Kelley, the oldest of five children from a blue-collar family outside St. Louis, grew McData’s annual revenues from $200 million to $630 million before its sale to Brocade Communications Systems in 2007 for $1 billion. Prior to that he was executive vice president of networks at Qwest Communications, overseeing a staff of 26,000.
The graduate of the University of Missouri was taking a break from the corporate world following the McData deal when he heard about CereScan from his son, who is in marketing.
"I’m somebody who reads like crazy, so I started researching for a month and was totally fascinated with what could happen with the whole medical technology world. The brain is the final frontier," said Kelley, who joined CereScan’s board of directors.
When CereScan’s former CEO committed suicide, Kelley stepped in as CEO, taking a nominal salary and heading a staff of 12.
"I don’t have to draw money out of this company – it’s all going to growth," said Kelley, 62, whose plan is to open 10 CereScan sites across the country over the next 2 1/2 years. "I’ve invested modestly in the company and I manage a company that is making a difference in people’s lives. You get excited and feel rewarded about that."
In 2010, CereScan proposed at the NFL players meeting that players get a baseline set of brain imaging at the start of their careers to determine the impact of any football injuries on their brains.
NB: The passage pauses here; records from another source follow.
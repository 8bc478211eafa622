//! Layer 2: Algorithms
//!
//! # Purpose
//!
//! This layer provides the core ordinary least squares computation:
//! single-pass accumulation of raw moment sums (scalar and SIMD-optimized)
//! and the closed-form solver for the slope/intercept pair.
//!
//! # Architecture
//!
//! ```text
//! Layer 6: API
//!   ↓
//! Layer 5: Adapters
//!   ↓
//! Layer 4: Engine
//!   ↓
//! Layer 3: Evaluation
//!   ↓
//! Layer 2: Algorithms ← You are here
//!   ↓
//! Layer 1: Primitives
//! ```

/// Ordinary least squares accumulation and solving.
pub mod ols;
He also visited officials in Washington, D.C., to propose brain imaging for soldiers returning from war zones.
"We’re the only ones doing brain imaging on the functional side," said Kelley, explaining that a soldier could learn whether his symptoms stem from PTSD or a brain injury. "Over the next five to 10 years we have some tremendous opportunities for treating brain injuries and disorders of all sorts more effectively."
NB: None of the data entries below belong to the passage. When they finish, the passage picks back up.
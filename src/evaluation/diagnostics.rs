//! Diagnostic metrics for fit quality assessment.
//!
//! ## Purpose
//!
//! This module computes goodness-of-fit metrics from observed and fitted
//! values: mean squared error, root mean squared error, mean absolute error,
//! and the coefficient of determination.
//!
//! ## Design notes
//!
//! * **Residual-based**: All metrics derive from `y - ŷ` and the observed values.
//! * **Generics**: All computations are generic over `Float` types.
//!
//! ## Key concepts
//!
//! * **Error Metrics**: MSE, RMSE, and MAE measure prediction error magnitude.
//! * **Goodness-of-Fit**: R² measures the variance explained by the fitted line.
//!
//! ## Invariants
//!
//! * Error metrics (MSE, RMSE, MAE) are non-negative.
//! * R² <= 1 (R² = 1 is a perfect fit).
//! * A dependent variable with zero variance yields R² = 0, never NaN. This
//!   saturation convention matches the estimator's `r_squared` operation.
//!
//! ## Non-goals
//!
//! * This module does not perform the fitting itself.
//! * This module does not provide p-values or formal hypothesis tests.

// External dependencies
use core::fmt::{Display, Formatter, Result};
use num_traits::Float;

// ============================================================================
// Diagnostics Structure
// ============================================================================

/// Diagnostic metrics for assessing fit quality.
#[derive(Debug, Clone, Copy, PartialEq)]
pub struct Diagnostics<T> {
    /// Mean Squared Error (MSE).
    pub mse: T,

    /// Root Mean Squared Error (RMSE).
    pub rmse: T,

    /// Mean Absolute Error (MAE).
    pub mae: T,

    /// Coefficient of determination (R²).
    pub r_squared: T,
}

impl<T: Float> Diagnostics<T> {
    // ========================================================================
    // Main Computation
    // ========================================================================

    /// Compute all diagnostic metrics from observed and fitted values.
    pub fn compute(y: &[T], y_hat: &[T]) -> Self {
        let mse = Self::calculate_mse(y, y_hat);

        Diagnostics {
            mse,
            rmse: mse.sqrt(),
            mae: Self::calculate_mae(y, y_hat),
            r_squared: Self::calculate_r_squared(y, y_hat),
        }
    }

    // ========================================================================
    // Error Metrics
    // ========================================================================

    /// Compute the mean squared error.
    /// MSE = (1/n) * Σ (y_i - ŷ_i)².
    pub fn calculate_mse(y: &[T], y_hat: &[T]) -> T {
        let n_t = T::from(y.len()).unwrap_or(T::one());
        let rss = y
            .iter()
            .zip(y_hat.iter())
            .fold(T::zero(), |acc, (&yi, &yh)| {
                let r = yi - yh;
                acc + r * r
            });

        rss / n_t
    }

    /// Compute the root mean squared error.
    /// RMSE = sqrt(MSE).
    pub fn calculate_rmse(y: &[T], y_hat: &[T]) -> T {
        Self::calculate_mse(y, y_hat).sqrt()
    }

    /// Compute the mean absolute error.
    /// MAE = (1/n) * Σ |y_i - ŷ_i|.
    pub fn calculate_mae(y: &[T], y_hat: &[T]) -> T {
        let n_t = T::from(y.len()).unwrap_or(T::one());
        let sum = y
            .iter()
            .zip(y_hat.iter())
            .fold(T::zero(), |acc, (&yi, &yh)| acc + (yi - yh).abs());

        sum / n_t
    }

    // ========================================================================
    // Goodness-of-Fit Metrics
    // ========================================================================

    /// Compute the coefficient of determination.
    /// R² = 1 - SS_res / SS_tot, where SS_res is the residual sum of squares
    /// and SS_tot is the total sum of squares.
    ///
    /// Returns exactly zero when SS_tot is zero (all observed values
    /// identical); there is no variance to explain.
    pub fn calculate_r_squared(y: &[T], y_hat: &[T]) -> T {
        let n_t = T::from(y.len()).unwrap_or(T::one());

        // Compute mean
        let sum = y.iter().copied().fold(T::zero(), |acc, v| acc + v);
        let mean = sum / n_t;

        // Compute SS_tot and SS_res in one pass
        let (ss_tot, ss_res) =
            y.iter()
                .zip(y_hat.iter())
                .fold((T::zero(), T::zero()), |(tot, res), (&yi, &yh)| {
                    let deviation = yi - mean;
                    let residual = yi - yh;
                    (tot + deviation * deviation, res + residual * residual)
                });

        if ss_tot == T::zero() {
            T::zero()
        } else {
            T::one() - ss_res / ss_tot
        }
    }
}

// ============================================================================
// Display Implementation
// ============================================================================

impl<T: Float + Display> Display for Diagnostics<T> {
    fn fmt(&self, f: &mut Formatter<'_>) -> Result {
        writeln!(f, "Fit Diagnostics:")?;
        writeln!(f, "  MSE:  {:.6}", self.mse)?;
        writeln!(f, "  RMSE: {:.6}", self.rmse)?;
        writeln!(f, "  MAE:  {:.6}", self.mae)?;
        writeln!(f, "  R²:   {:.6}", self.r_squared)?;

        Ok(())
    }
}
The imaging also can detect the difference between Alzheimer’s disease and normal dementia.
"Each has its potential treatment," Kelley said. "For the people who are looking for preventative, we can provide the tool. This is especially important with the baby boom population, as this technology provides intelligence to medical professionals."
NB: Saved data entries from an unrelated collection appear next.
//! The ordinary least squares estimator.
//!
//! ## Purpose
//!
//! This module provides the estimator type [`Ols`]: it fits a regression
//! line to paired samples, predicts outputs for new inputs, reports the
//! fitted coefficients, and assesses goodness-of-fit.
//!
//! ## Design notes
//!
//! * **Two states**: Untrained (initial) and Trained. Only a successful
//!   `fit` moves the estimator into the Trained state.
//! * **Atomic updates**: `fit` installs a complete coefficient pair in a
//!   single state assignment after all fallible work has finished, so a
//!   failed refit leaves the previous coefficients observable.
//! * **No retained data**: Training data is read once during `fit`; only
//!   the two derived scalars survive the call.
//!
//! ## Key concepts
//!
//! * **Fitting**: Single-pass moment accumulation followed by the
//!   closed-form solver.
//! * **Prediction**: `ŷ = slope·x + intercept`, scalar or elementwise.
//! * **Assessment**: R² against any equal-length sample pair, plus a full
//!   [`FitReport`] via `evaluate`.

// Feature-gated imports
#[cfg(not(feature = "std"))]
use alloc::vec::Vec;
#[cfg(feature = "std")]
use std::vec::Vec;

// External dependencies
use num_traits::Float;

// Internal dependencies
use crate::algorithms::ols::{solve_ols, OlsSolver};
use crate::engine::output::FitReport;
use crate::engine::validator::Validator;
use crate::evaluation::diagnostics::Diagnostics;
use crate::primitives::errors::OlsError;
use crate::primitives::params::{Coefficients, ModelState};

// ============================================================================
// Estimator
// ============================================================================

/// Ordinary least squares simple linear regression estimator.
///
/// Owns the slope/intercept pair of the fitted line `y = slope·x + intercept`.
/// Starts untrained; [`fit`](Ols::fit) trains it, and may be called again to
/// retrain on new data.
#[derive(Debug, Clone)]
pub struct Ols<T: Float> {
    state: ModelState<T>,
}

impl<T: Float> Default for Ols<T> {
    fn default() -> Self {
        Self::new()
    }
}

impl<T: Float> Ols<T> {
    /// Create a new, untrained estimator.
    pub fn new() -> Self {
        Self {
            state: ModelState::Untrained,
        }
    }

    /// The fitted coefficients, or `None` when untrained.
    ///
    /// Never fails; it reports the untrained state as `None` rather than
    /// as an error.
    pub fn parameters(&self) -> Option<Coefficients<T>> {
        self.state.coefficients()
    }

    /// Whether a successful fit has completed.
    pub fn is_trained(&self) -> bool {
        self.state.is_trained()
    }

    fn trained(&self) -> Result<Coefficients<T>, OlsError> {
        self.state.coefficients().ok_or(OlsError::NotTrained)
    }
}

impl<T: Float + OlsSolver> Ols<T> {
    // ========================================================================
    // Training
    // ========================================================================

    /// Fit the regression line to the provided paired samples.
    ///
    /// Computes the sample means, then the slope as the ratio of centered
    /// covariance to centered x-variance, and the intercept from the means.
    ///
    /// # Errors
    ///
    /// * [`OlsError::EmptyInput`], [`OlsError::MismatchedInputs`],
    ///   [`OlsError::InvalidNumericValue`] on malformed inputs.
    /// * [`OlsError::ZeroVarianceX`] when all x-values are identical; the
    ///   slope is undefined and the stored state is left unchanged.
    pub fn fit(&mut self, x: &[T], y: &[T]) -> Result<(), OlsError> {
        Validator::validate_inputs(x, y)?;

        let sums = T::accumulate_sums(x, y);
        let coefficients = solve_ols(x.len(), sums)?;

        // Single assignment: any failure above leaves the prior state intact.
        self.state = ModelState::Trained(coefficients);

        Ok(())
    }

    // ========================================================================
    // Prediction
    // ========================================================================

    /// Predict the output for a single input.
    ///
    /// # Errors
    ///
    /// [`OlsError::NotTrained`] when no successful fit has completed.
    pub fn predict(&self, x: T) -> Result<T, OlsError> {
        let coefficients = self.trained()?;
        Ok(coefficients.predict(x))
    }

    /// Predict outputs for a sequence of inputs.
    ///
    /// The output preserves the order and length of the input.
    ///
    /// # Errors
    ///
    /// [`OlsError::NotTrained`] when no successful fit has completed.
    pub fn predict_slice(&self, xs: &[T]) -> Result<Vec<T>, OlsError> {
        let coefficients = self.trained()?;
        Ok(xs.iter().map(|&x| coefficients.predict(x)).collect())
    }

    // ========================================================================
    // Assessment
    // ========================================================================

    /// Compute the coefficient of determination against a sample pair.
    ///
    /// R² = 1 − SS_res/SS_tot. Returns exactly zero when the dependent
    /// variable has zero variance (SS_tot = 0); this saturation is the
    /// documented convention, not an error.
    ///
    /// # Errors
    ///
    /// Input errors as in [`fit`](Ols::fit), plus [`OlsError::NotTrained`].
    pub fn r_squared(&self, x: &[T], y: &[T]) -> Result<T, OlsError> {
        Validator::validate_inputs(x, y)?;
        let y_hat = self.predict_slice(x)?;

        Ok(Diagnostics::calculate_r_squared(y, &y_hat))
    }

    /// Evaluate the fitted line against a sample pair.
    ///
    /// Produces a [`FitReport`] with fitted values, residuals, and the full
    /// diagnostic metrics (MSE, RMSE, MAE, R²).
    ///
    /// # Errors
    ///
    /// Input errors as in [`fit`](Ols::fit), plus [`OlsError::NotTrained`].
    pub fn evaluate(&self, x: &[T], y: &[T]) -> Result<FitReport<T>, OlsError> {
        Validator::validate_inputs(x, y)?;
        let coefficients = self.trained()?;

        let fitted = self.predict_slice(x)?;
        let residuals: Vec<T> = y
            .iter()
            .zip(fitted.iter())
            .map(|(&observed, &predicted)| observed - predicted)
            .collect();
        let diagnostics = Diagnostics::compute(y, &fitted);

        Ok(FitReport {
            x: x.to_vec(),
            y: y.to_vec(),
            fitted,
            residuals,
            coefficients,
            diagnostics,
        })
    }
}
Kelley, a frequent keynote speaker on everything from leadership and best practices to corporate ethics, said there are things about the big corporate world he misses.
"The larger companies afford an opportunity to have a bigger impact on the community, so I miss that element," said Kelley, who serves on the board of Mount St. Vincent Home. "But other than that, people are people – whether it’s 12 or 26,000. You only have so much time in a day to have a positive impact."